Немного снизившись на этой же прямой, пропустил
вперед товарищей и решил принять бой с истребителями противника. Помирать — так с музыкой!..
При попытке отвернуть вправо, на солнце, чтоб оценить боевую обстановку, обнаружил, что руль высоты и руль поворота не действуют; штурвал «от себя» и «на себя» болтается, педали двигаются без нагрузки — значит, перебиты тяги рулей. Схватился за рукоятку триммера руля высоты, чтобы немного подрегулировать на кабрирование, но к барабану триммера подскочил, извиваясь, тросик. Последняя возможность хоть как‑то управлять самолетом исчезла. Подчинялись штурвалу (командному рычагу — ручке) только элероны. Но каждому летчику известно, что без руля высоты посадка самолета даже при исправном моторе не гарантируется. С поврежденным же мотором, да еще без руля поворота, посадка вообще невозможна.
Словно в металлическом гробу, летел я по прямой, атакуемый то слева, то справа двумя парами истребителей. Ясно сознаю, что пришел конец. Почему‑то погнало горькую слюну. Умирать не хочется. Подумалось: «Самолет упадет в заболоченный лес. И… Концы, как говорится, в воду: никто никогда не узнает, куда делся летчик Чепига. Родителям после освобождения Краматорска скажут — пропал без вести. А «пропал без вести» — тогда было понятием растяжимым: может, погиб, а может, сдался в плен. И на душе у родителей поселится вечный мрак и страх. Дотянуть бы, принять смерть в расположении наших войск!..

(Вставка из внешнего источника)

//! RemoveMetricHandler - Command handler for dropping a metric from a set.
//!
//! Values already entered for the metric stay on each assessment but no
//! longer count toward its scores or completion.

use std::sync::Arc;

use super::{load_owned_set, persist_with_rescored, MetricSetRescored};
use crate::domain::assessment::{AssessmentError, MetricKey, MetricSetMetricsChanged};
use crate::domain::foundation::{CommandMetadata, DomainEvent, MetricSetId};
use crate::ports::{AssessmentRepository, EventPublisher, MetricSetRepository};

#[derive(Debug, Clone)]
pub struct RemoveMetricCommand {
    pub metric_set_id: MetricSetId,
    pub key: MetricKey,
}

pub struct RemoveMetricHandler {
    metric_sets: Arc<dyn MetricSetRepository>,
    assessments: Arc<dyn AssessmentRepository>,
    publisher: Arc<dyn EventPublisher>,
}

impl RemoveMetricHandler {
    pub fn new(
        metric_sets: Arc<dyn MetricSetRepository>,
        assessments: Arc<dyn AssessmentRepository>,
        publisher: Arc<dyn EventPublisher>,
    ) -> Self {
        Self {
            metric_sets,
            assessments,
            publisher,
        }
    }

    pub async fn handle(
        &self,
        cmd: RemoveMetricCommand,
        metadata: CommandMetadata,
    ) -> Result<MetricSetRescored, AssessmentError> {
        let original =
            load_owned_set(self.metric_sets.as_ref(), cmd.metric_set_id, &metadata.user_id).await?;
        let mut set = original.clone();
        set.remove_metric(&cmd.key)?;

        let rescored = persist_with_rescored(
            self.metric_sets.as_ref(),
            self.assessments.as_ref(),
            &original,
            &set,
            &metadata,
        )
        .await?;

        let mut envelopes = vec![metadata
            .stamp(MetricSetMetricsChanged::removed(set.id(), cmd.key.clone()).to_envelope()?)];
        envelopes.extend(rescored.envelopes);
        self.publisher.publish_all(envelopes).await?;

        tracing::info!(
            metric_set_id = %set.id(),
            key = %cmd.key,
            rescored = rescored.count,
            "metric removed"
        );

        Ok(MetricSetRescored {
            metric_set: set,
            rescored_assessments: rescored.count,
        })
    }
}

#[cfg(test)]
mod tests {
    use super::super::test_support::FailingBatchAssessments;
    use super::*;
    use crate::adapters::events::InMemoryEventBus;
    use crate::adapters::memory::{InMemoryAssessmentRepository, InMemoryMetricSetRepository};
    use crate::domain::assessment::{
        AssessmentRecalculator, MetricCategory, MetricDefinition, MetricSet, SiteAssessment,
    };
    use crate::domain::foundation::Repository;
    use crate::domain::scoring::SignalScore;

    fn key(s: &str) -> MetricKey {
        MetricKey::new(s).unwrap()
    }

    fn two_metric_set() -> MetricSet {
        MetricSet::new(
            CommandMetadata::test_fixture().user_id,
            "Coffee kiosk",
            None,
            vec![
                MetricDefinition::new(
                    key("foot_traffic"),
                    "Foot traffic",
                    MetricCategory::Traffic,
                    true,
                )
                .with_target(1_000.0),
                MetricDefinition::new(key("rent"), "Rent", MetricCategory::Other, false)
                    .with_target(20.0),
            ],
        )
        .unwrap()
    }

    fn scored_assessment(set: &MetricSet) -> SiteAssessment {
        let mut assessment =
            SiteAssessment::new(set.owner().clone(), set.id(), "Transit hub", None).unwrap();
        assessment
            .record_metric_value(key("foot_traffic"), Some(500.0), None)
            .unwrap();
        assessment.record_metric_value(key("rent"), Some(80.0), None).unwrap();
        AssessmentRecalculator::recalculate(&mut assessment, set);
        assessment
    }

    #[tokio::test]
    async fn removed_metric_stops_counting() {
        let sets = Arc::new(InMemoryMetricSetRepository::new());
        let assessments = Arc::new(InMemoryAssessmentRepository::new());
        let bus = Arc::new(InMemoryEventBus::new());
        let set = two_metric_set();
        sets.save(&set).await.unwrap();
        let assessment = scored_assessment(&set);
        // (50 + 25) / 2
        assert_eq!(assessment.overall_signal_score(), SignalScore::clamped(38.0));
        assessments.save(&assessment).await.unwrap();

        let handler = RemoveMetricHandler::new(sets.clone(), assessments.clone(), bus.clone());
        let result = handler
            .handle(
                RemoveMetricCommand {
                    metric_set_id: set.id(),
                    key: key("rent"),
                },
                CommandMetadata::test_fixture(),
            )
            .await
            .unwrap();

        assert_eq!(result.rescored_assessments, 1);
        let stored = assessments.find_by_id(assessment.id()).await.unwrap().unwrap();
        assert_eq!(stored.overall_signal_score(), SignalScore::clamped(50.0));
        assert_eq!(stored.metric_values().len(), 2);
        assert!(bus.has_event("metric_set.metrics_changed.v1"));
    }

    #[tokio::test]
    async fn unknown_key_is_rejected() {
        let sets = Arc::new(InMemoryMetricSetRepository::new());
        let set = two_metric_set();
        sets.save(&set).await.unwrap();

        let handler = RemoveMetricHandler::new(
            sets,
            Arc::new(InMemoryAssessmentRepository::new()),
            Arc::new(InMemoryEventBus::new()),
        );
        let result = handler
            .handle(
                RemoveMetricCommand {
                    metric_set_id: set.id(),
                    key: key("parking"),
                },
                CommandMetadata::test_fixture(),
            )
            .await;

        assert_eq!(result.unwrap_err(), AssessmentError::unknown_metric("parking"));
    }

    #[tokio::test]
    async fn failed_batch_keeps_the_metric() {
        let sets = Arc::new(InMemoryMetricSetRepository::new());
        let assessments = Arc::new(FailingBatchAssessments::default());
        let bus = Arc::new(InMemoryEventBus::new());
        let set = two_metric_set();
        sets.save(&set).await.unwrap();
        assessments.save(&scored_assessment(&set)).await.unwrap();

        let handler = RemoveMetricHandler::new(sets.clone(), assessments, bus.clone());
        let result = handler
            .handle(
                RemoveMetricCommand {
                    metric_set_id: set.id(),
                    key: key("rent"),
                },
                CommandMetadata::test_fixture(),
            )
            .await;

        assert!(result.is_err());
        let stored = sets.find_by_id(set.id()).await.unwrap().unwrap();
        assert!(stored.contains(&key("rent")));
        assert_eq!(bus.event_count(), 0);
    }
}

Только подумал об этом, как через разбитый «фонарь» кабины слева сверху влетел снаряд и взорвался в козырьке на расстоянии 30–40 см от лица. Сначала меня ослепило. Потом я почувствовал солоноватый вкус крови, обильно стекавшей с лица. И запах горелого… мяса. Это горело тело от впившихся раскаленных осколков. Провел левой рукой по правому боку, как бы стряхивая с себя огонь, смахнул кровь с лица, чтоб глянуть, куда падает самолет. Над правым глазом, впившись в черепную кость, торчит осколок. Задев его, я причинил себе страшную боль. Правый глаз уже затек. Левым вижу, как, пристроившись крыло в крыло, рядом летит мессершмитт с крестом на фюзеляже.